(What the task asks) What lines below mention the word "blue"? Copy each one.
——
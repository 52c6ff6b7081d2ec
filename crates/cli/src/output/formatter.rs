//! Output formatter for human-readable and JSON output
//!
//! JSON mode prints one pretty-printed document per command on stdout.
//! Human mode styles names, sizes and dates and renders listings as tables.

use comfy_table::presets::NOTHING;
use comfy_table::{ContentArrangement, Table};
use console::Style;
use serde::Serialize;

use super::OutputConfig;

/// Color theme for styled output
#[derive(Debug, Clone)]
pub struct Theme {
    /// Containers - blue + bold
    pub container: Style,
    /// Sizes - green
    pub size: Style,
    /// Timestamps - dim
    pub date: Style,
    /// Property keys - cyan
    pub key: Style,
    /// URLs and endpoints - cyan + underline
    pub url: Style,
    /// Drive and policy names - bold
    pub name: Style,
    pub success: Style,
    pub error: Style,
    pub warning: Style,
}

impl Default for Theme {
    fn default() -> Self {
        Self {
            container: Style::new().blue().bold(),
            size: Style::new().green(),
            date: Style::new().dim(),
            key: Style::new().cyan(),
            url: Style::new().cyan().underlined(),
            name: Style::new().bold(),
            success: Style::new().green(),
            error: Style::new().red(),
            warning: Style::new().yellow(),
        }
    }
}

impl Theme {
    /// A theme with no styling (for no-color mode)
    pub fn plain() -> Self {
        Self {
            container: Style::new(),
            size: Style::new(),
            date: Style::new(),
            key: Style::new(),
            url: Style::new(),
            name: Style::new(),
            success: Style::new(),
            error: Style::new(),
            warning: Style::new(),
        }
    }
}

/// Formatter for CLI output
///
/// When JSON mode is enabled, all output is strict JSON without colors or progress.
#[derive(Debug, Clone)]
pub struct Formatter {
    config: OutputConfig,
    theme: Theme,
}

impl Formatter {
    pub fn new(config: OutputConfig) -> Self {
        let theme = if config.no_color || config.json {
            Theme::plain()
        } else {
            Theme::default()
        };
        Self { config, theme }
    }

    pub fn is_json(&self) -> bool {
        self.config.json
    }

    pub fn colors_enabled(&self) -> bool {
        !self.config.no_color && !self.config.json
    }

    /// Whether progress indicators may be drawn
    pub fn show_progress(&self) -> bool {
        !self.config.quiet && !self.config.json
    }

    // ========== Style helper methods ==========

    pub fn style_container(&self, text: &str) -> String {
        self.theme.container.apply_to(text).to_string()
    }

    pub fn style_size(&self, text: &str) -> String {
        self.theme.size.apply_to(text).to_string()
    }

    pub fn style_date(&self, text: &str) -> String {
        self.theme.date.apply_to(text).to_string()
    }

    pub fn style_key(&self, text: &str) -> String {
        self.theme.key.apply_to(text).to_string()
    }

    pub fn style_url(&self, text: &str) -> String {
        self.theme.url.apply_to(text).to_string()
    }

    pub fn style_name(&self, text: &str) -> String {
        self.theme.name.apply_to(text).to_string()
    }

    // ========== Output methods ==========

    /// Output a success message; JSON mode signals success by exit code only
    pub fn success(&self, message: &str) {
        if self.config.quiet || self.config.json {
            return;
        }

        let checkmark = self.theme.success.apply_to("✓");
        println!("{checkmark} {message}");
    }

    /// Output an error message
    ///
    /// Errors are always printed, even in quiet mode.
    pub fn error(&self, message: &str) {
        if self.config.json {
            let error = serde_json::json!({
                "error": message
            });
            eprintln!(
                "{}",
                serde_json::to_string_pretty(&error).unwrap_or_else(|_| message.to_string())
            );
        } else {
            let cross = self.theme.error.apply_to("✗");
            eprintln!("{cross} {message}");
        }
    }

    pub fn warning(&self, message: &str) {
        if self.config.quiet || self.config.json {
            return;
        }

        let warn_icon = self.theme.warning.apply_to("⚠");
        eprintln!("{warn_icon} {message}");
    }

    /// Output a pre-built JSON document
    pub fn json<T: Serialize>(&self, value: &T) {
        match serde_json::to_string_pretty(value) {
            Ok(json) => println!("{json}"),
            Err(e) => eprintln!("Error serializing output: {e}"),
        }
    }

    /// Print a line of text (respects quiet mode)
    pub fn println(&self, message: &str) {
        if self.config.quiet {
            return;
        }
        println!("{message}");
    }

    /// A borderless table with the given header row
    pub fn table(&self, header: &[&str]) -> Table {
        let mut table = Table::new();
        table
            .load_preset(NOTHING)
            .set_content_arrangement(ContentArrangement::Dynamic)
            .set_header(header.to_vec());
        if !self.colors_enabled() {
            table.force_no_tty();
        }
        table
    }

    /// Print a table built with [`Formatter::table`]
    pub fn print_table(&self, table: &Table) {
        if self.config.quiet {
            return;
        }
        println!("{table}");
    }
}

impl Default for Formatter {
    fn default() -> Self {
        Self::new(OutputConfig::default())
    }
}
——
(Task solution)
    /// Containers - blue + bold
            container: Style::new().blue().bold(),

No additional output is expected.